[[ Provided entries open ]]

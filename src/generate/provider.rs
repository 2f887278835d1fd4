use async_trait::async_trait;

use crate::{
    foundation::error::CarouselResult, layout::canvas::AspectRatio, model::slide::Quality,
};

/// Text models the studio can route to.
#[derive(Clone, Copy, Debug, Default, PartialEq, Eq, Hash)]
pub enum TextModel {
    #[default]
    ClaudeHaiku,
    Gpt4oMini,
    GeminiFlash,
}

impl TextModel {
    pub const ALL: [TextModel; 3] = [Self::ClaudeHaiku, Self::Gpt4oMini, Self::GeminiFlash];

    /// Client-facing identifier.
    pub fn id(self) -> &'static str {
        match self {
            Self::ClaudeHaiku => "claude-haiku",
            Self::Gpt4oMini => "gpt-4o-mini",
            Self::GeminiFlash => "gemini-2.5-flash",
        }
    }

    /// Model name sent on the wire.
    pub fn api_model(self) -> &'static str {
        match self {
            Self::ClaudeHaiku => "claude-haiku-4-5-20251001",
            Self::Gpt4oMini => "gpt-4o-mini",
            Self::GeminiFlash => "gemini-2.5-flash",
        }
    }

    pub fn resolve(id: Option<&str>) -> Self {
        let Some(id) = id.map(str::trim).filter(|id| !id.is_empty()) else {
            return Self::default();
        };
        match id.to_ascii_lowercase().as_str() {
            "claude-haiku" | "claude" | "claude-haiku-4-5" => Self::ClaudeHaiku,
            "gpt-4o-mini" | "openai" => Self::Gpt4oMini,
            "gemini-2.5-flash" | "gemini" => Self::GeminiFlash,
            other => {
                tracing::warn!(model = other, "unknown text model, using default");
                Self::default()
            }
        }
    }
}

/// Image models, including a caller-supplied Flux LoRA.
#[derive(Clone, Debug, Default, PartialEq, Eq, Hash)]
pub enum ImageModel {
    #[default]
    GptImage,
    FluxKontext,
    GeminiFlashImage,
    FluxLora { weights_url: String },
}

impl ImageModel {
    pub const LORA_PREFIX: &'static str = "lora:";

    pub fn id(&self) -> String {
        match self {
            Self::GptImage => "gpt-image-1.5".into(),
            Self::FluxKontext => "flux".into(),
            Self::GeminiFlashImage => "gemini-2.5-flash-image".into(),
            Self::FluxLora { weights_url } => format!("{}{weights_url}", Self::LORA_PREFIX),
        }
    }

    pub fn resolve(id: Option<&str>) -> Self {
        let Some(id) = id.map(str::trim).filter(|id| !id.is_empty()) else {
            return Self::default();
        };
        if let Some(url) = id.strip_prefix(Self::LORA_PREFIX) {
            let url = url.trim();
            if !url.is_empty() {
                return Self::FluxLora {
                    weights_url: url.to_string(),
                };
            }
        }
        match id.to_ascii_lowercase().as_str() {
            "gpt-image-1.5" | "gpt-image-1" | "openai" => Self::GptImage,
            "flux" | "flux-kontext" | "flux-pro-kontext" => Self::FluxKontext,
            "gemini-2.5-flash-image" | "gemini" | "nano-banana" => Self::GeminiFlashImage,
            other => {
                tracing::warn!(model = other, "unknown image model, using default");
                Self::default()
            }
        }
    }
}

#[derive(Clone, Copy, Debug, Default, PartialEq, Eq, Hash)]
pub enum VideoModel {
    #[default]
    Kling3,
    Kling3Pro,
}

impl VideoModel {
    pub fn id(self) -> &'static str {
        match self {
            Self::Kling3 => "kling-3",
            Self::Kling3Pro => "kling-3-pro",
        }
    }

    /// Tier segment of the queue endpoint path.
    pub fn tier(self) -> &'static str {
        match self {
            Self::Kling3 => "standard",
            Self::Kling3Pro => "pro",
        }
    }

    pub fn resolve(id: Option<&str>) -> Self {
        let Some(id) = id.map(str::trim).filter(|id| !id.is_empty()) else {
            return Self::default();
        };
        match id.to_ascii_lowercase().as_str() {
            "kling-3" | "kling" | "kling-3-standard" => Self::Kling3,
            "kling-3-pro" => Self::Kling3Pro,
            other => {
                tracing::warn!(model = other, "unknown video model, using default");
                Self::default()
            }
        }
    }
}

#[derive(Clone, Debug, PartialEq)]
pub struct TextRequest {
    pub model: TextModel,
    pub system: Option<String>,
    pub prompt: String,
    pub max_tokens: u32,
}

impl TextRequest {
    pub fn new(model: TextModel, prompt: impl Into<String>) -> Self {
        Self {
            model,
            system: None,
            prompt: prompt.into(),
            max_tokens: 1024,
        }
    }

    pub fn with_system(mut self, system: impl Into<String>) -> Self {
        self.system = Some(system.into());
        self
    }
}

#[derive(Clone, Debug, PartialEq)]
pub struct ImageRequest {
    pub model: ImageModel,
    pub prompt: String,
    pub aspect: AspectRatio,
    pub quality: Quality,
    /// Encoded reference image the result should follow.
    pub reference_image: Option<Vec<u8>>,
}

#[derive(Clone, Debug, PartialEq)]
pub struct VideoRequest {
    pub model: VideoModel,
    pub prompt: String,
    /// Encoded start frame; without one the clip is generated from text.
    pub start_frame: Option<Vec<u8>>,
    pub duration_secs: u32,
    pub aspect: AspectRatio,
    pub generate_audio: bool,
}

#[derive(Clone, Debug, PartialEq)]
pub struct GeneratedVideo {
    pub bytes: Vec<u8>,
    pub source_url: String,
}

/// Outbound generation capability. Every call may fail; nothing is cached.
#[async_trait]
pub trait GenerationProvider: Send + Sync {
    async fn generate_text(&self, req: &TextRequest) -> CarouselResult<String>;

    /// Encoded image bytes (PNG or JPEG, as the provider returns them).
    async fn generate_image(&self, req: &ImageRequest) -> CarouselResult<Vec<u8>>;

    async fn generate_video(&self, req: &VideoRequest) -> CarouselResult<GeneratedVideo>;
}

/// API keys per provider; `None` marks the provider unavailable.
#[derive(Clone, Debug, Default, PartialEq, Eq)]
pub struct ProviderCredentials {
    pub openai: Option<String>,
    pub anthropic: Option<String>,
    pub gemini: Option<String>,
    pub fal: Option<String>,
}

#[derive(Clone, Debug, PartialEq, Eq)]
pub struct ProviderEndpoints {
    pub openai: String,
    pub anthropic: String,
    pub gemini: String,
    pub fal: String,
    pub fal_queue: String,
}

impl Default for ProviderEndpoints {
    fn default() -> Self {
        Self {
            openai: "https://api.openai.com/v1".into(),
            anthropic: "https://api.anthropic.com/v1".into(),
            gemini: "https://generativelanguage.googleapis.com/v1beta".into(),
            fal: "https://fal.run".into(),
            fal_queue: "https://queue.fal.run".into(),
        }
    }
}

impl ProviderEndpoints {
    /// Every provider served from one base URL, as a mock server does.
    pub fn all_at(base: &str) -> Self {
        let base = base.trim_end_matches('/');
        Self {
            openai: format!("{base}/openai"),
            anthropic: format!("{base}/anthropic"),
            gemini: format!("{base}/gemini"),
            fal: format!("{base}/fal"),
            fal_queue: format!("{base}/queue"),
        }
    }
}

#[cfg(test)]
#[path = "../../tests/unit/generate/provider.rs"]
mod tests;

[[ Provided entries closed ]]

About this exercise ▸
Would you write out all the records exactly as they read?

Output of the task ▸
filename src/generate/provider.rs
repository 2f887278835d1fd4
use async_trait::async_trait;

use crate::{
    foundation::error::CarouselResult, layout::canvas::AspectRatio, model::slide::Quality,
};

/// Text models the studio can route to.
#[derive(Clone, Copy, Debug, Default, PartialEq, Eq, Hash)]
pub enum TextModel {
    #[default]
    ClaudeHaiku,
    Gpt4oMini,
    GeminiFlash,
}

impl TextModel {
    pub const ALL: [TextModel; 3] = [Self::ClaudeHaiku, Self::Gpt4oMini, Self::GeminiFlash];

    /// Client-facing identifier.
    pub fn id(self) -> &'static str {
        match self {
            Self::ClaudeHaiku => "claude-haiku",
            Self::Gpt4oMini => "gpt-4o-mini",
            Self::GeminiFlash => "gemini-2.5-flash",
        }
    }

    /// Model name sent on the wire.
    pub fn api_model(self) -> &'static str {
        match self {
            Self::ClaudeHaiku => "claude-haiku-4-5-20251001",
            Self::Gpt4oMini => "gpt-4o-mini",
            Self::GeminiFlash => "gemini-2.5-flash",
        }
    }

    pub fn resolve(id: Option<&str>) -> Self {
        let Some(id) = id.map(str::trim).filter(|id| !id.is_empty()) else {
            return Self::default();
        };
        match id.to_ascii_lowercase().as_str() {
            "claude-haiku" | "claude" | "claude-haiku-4-5" => Self::ClaudeHaiku,
            "gpt-4o-mini" | "openai" => Self::Gpt4oMini,
            "gemini-2.5-flash" | "gemini" => Self::GeminiFlash,
            other => {
                tracing::warn!(model = other, "unknown text model, using default");
                Self::default()
            }
        }
    }
}

/// Image models, including a caller-supplied Flux LoRA.
#[derive(Clone, Debug, Default, PartialEq, Eq, Hash)]
pub enum ImageModel {
    #[default]
    GptImage,
    FluxKontext,
    GeminiFlashImage,
    FluxLora { weights_url: String },
}

impl ImageModel {
    pub const LORA_PREFIX: &'static str = "lora:";

    pub fn id(&self) -> String {
        match self {
            Self::GptImage => "gpt-image-1.5".into(),
            Self::FluxKontext => "flux".into(),
            Self::GeminiFlashImage => "gemini-2.5-flash-image".into(),
            Self::FluxLora { weights_url } => format!("{}{weights_url}", Self::LORA_PREFIX),
        }
    }

    pub fn resolve(id: Option<&str>) -> Self {
        let Some(id) = id.map(str::trim).filter(|id| !id.is_empty()) else {
            return Self::default();
        };
        if let Some(url) = id.strip_prefix(Self::LORA_PREFIX) {
            let url = url.trim();
            if !url.is_empty() {
                return Self::FluxLora {
                    weights_url: url.to_string(),
                };
            }
        }
        match id.to_ascii_lowercase().as_str() {
            "gpt-image-1.5" | "gpt-image-1" | "openai" => Self::GptImage,
            "flux" | "flux-kontext" | "flux-pro-kontext" => Self::FluxKontext,
            "gemini-2.5-flash-image" | "gemini" | "nano-banana" => Self::GeminiFlashImage,
            other => {
                tracing::warn!(model = other, "unknown image model, using default");
                Self::default()
            }
        }
    }
}

#[derive(Clone, Copy, Debug, Default, PartialEq, Eq, Hash)]
pub enum VideoModel {
    #[default]
    Kling3,
    Kling3Pro,
}

impl VideoModel {
    pub fn id(self) -> &'static str {
        match self {
            Self::Kling3 => "kling-3",
            Self::Kling3Pro => "kling-3-pro",
        }
    }

    /// Tier segment of the queue endpoint path.
    pub fn tier(self) -> &'static str {
        match self {
            Self::Kling3 => "standard",
            Self::Kling3Pro => "pro",
        }
    }

    pub fn resolve(id: Option<&str>) -> Self {
        let Some(id) = id.map(str::trim).filter(|id| !id.is_empty()) else {
            return Self::default();
        };
        match id.to_ascii_lowercase().as_str() {
            "kling-3" | "kling" | "kling-3-standard" => Self::Kling3,
            "kling-3-pro" => Self::Kling3Pro,
            other => {
                tracing::warn!(model = other, "unknown video model, using default");
                Self::default()
            }
        }
    }
}

#[derive(Clone, Debug, PartialEq)]
pub struct TextRequest {
    pub model: TextModel,
    pub system: Option<String>,
    pub prompt: String,
    pub max_tokens: u32,
}

impl TextRequest {
    pub fn new(model: TextModel, prompt: impl Into<String>) -> Self {
        Self {
            model,
            system: None,
            prompt: prompt.into(),
            max_tokens: 1024,
        }
    }

    pub fn with_system(mut self, system: impl Into<String>) -> Self {
        self.system = Some(system.into());
        self
    }
}

#[derive(Clone, Debug, PartialEq)]
pub struct ImageRequest {
    pub model: ImageModel,
    pub prompt: String,
    pub aspect: AspectRatio,
    pub quality: Quality,
    /// Encoded reference image the result should follow.
    pub reference_image: Option<Vec<u8>>,
}

#[derive(Clone, Debug, PartialEq)]
pub struct VideoRequest {
    pub model: VideoModel,
    pub prompt: String,
    /// Encoded start frame; without one the clip is generated from text.
    pub start_frame: Option<Vec<u8>>,
    pub duration_secs: u32,
    pub aspect: AspectRatio,
    pub generate_audio: bool,
}

#[derive(Clone, Debug, PartialEq)]
pub struct GeneratedVideo {
    pub bytes: Vec<u8>,
    pub source_url: String,
}

/// Outbound generation capability. Every call may fail; nothing is cached.
#[async_trait]
pub trait GenerationProvider: Send + Sync {
    async fn generate_text(&self, req: &TextRequest) -> CarouselResult<String>;

    /// Encoded image bytes (PNG or JPEG, as the provider returns them).
    async fn generate_image(&self, req: &ImageRequest) -> CarouselResult<Vec<u8>>;

    async fn generate_video(&self, req: &VideoRequest) -> CarouselResult<GeneratedVideo>;
}

/// API keys per provider; `None` marks the provider unavailable.
#[derive(Clone, Debug, Default, PartialEq, Eq)]
pub struct ProviderCredentials {
    pub openai: Option<String>,
    pub anthropic: Option<String>,
    pub gemini: Option<String>,
    pub fal: Option<String>,
}

#[derive(Clone, Debug, PartialEq, Eq)]
pub struct ProviderEndpoints {
    pub openai: String,
    pub anthropic: String,
    pub gemini: String,
    pub fal: String,
    pub fal_queue: String,
}

impl Default for ProviderEndpoints {
    fn default() -> Self {
        Self {
            openai: "https://api.openai.com/v1".into(),
            anthropic: "https://api.anthropic.com/v1".into(),
            gemini: "https://generativelanguage.googleapis.com/v1beta".into(),
            fal: "https://fal.run".into(),
            fal_queue: "https://queue.fal.run".into(),
        }
    }
}

impl ProviderEndpoints {
    /// Every provider served from one base URL, as a mock server does.
    pub fn all_at(base: &str) -> Self {
        let base = base.trim_end_matches('/');
        Self {
            openai: format!("{base}/openai"),
            anthropic: format!("{base}/anthropic"),
            gemini: format!("{base}/gemini"),
            fal: format!("{base}/fal"),
            fal_queue: format!("{base}/queue"),
        }
    }
}

#[cfg(test)]
#[path = "../../tests/unit/generate/provider.rs"]
mod tests;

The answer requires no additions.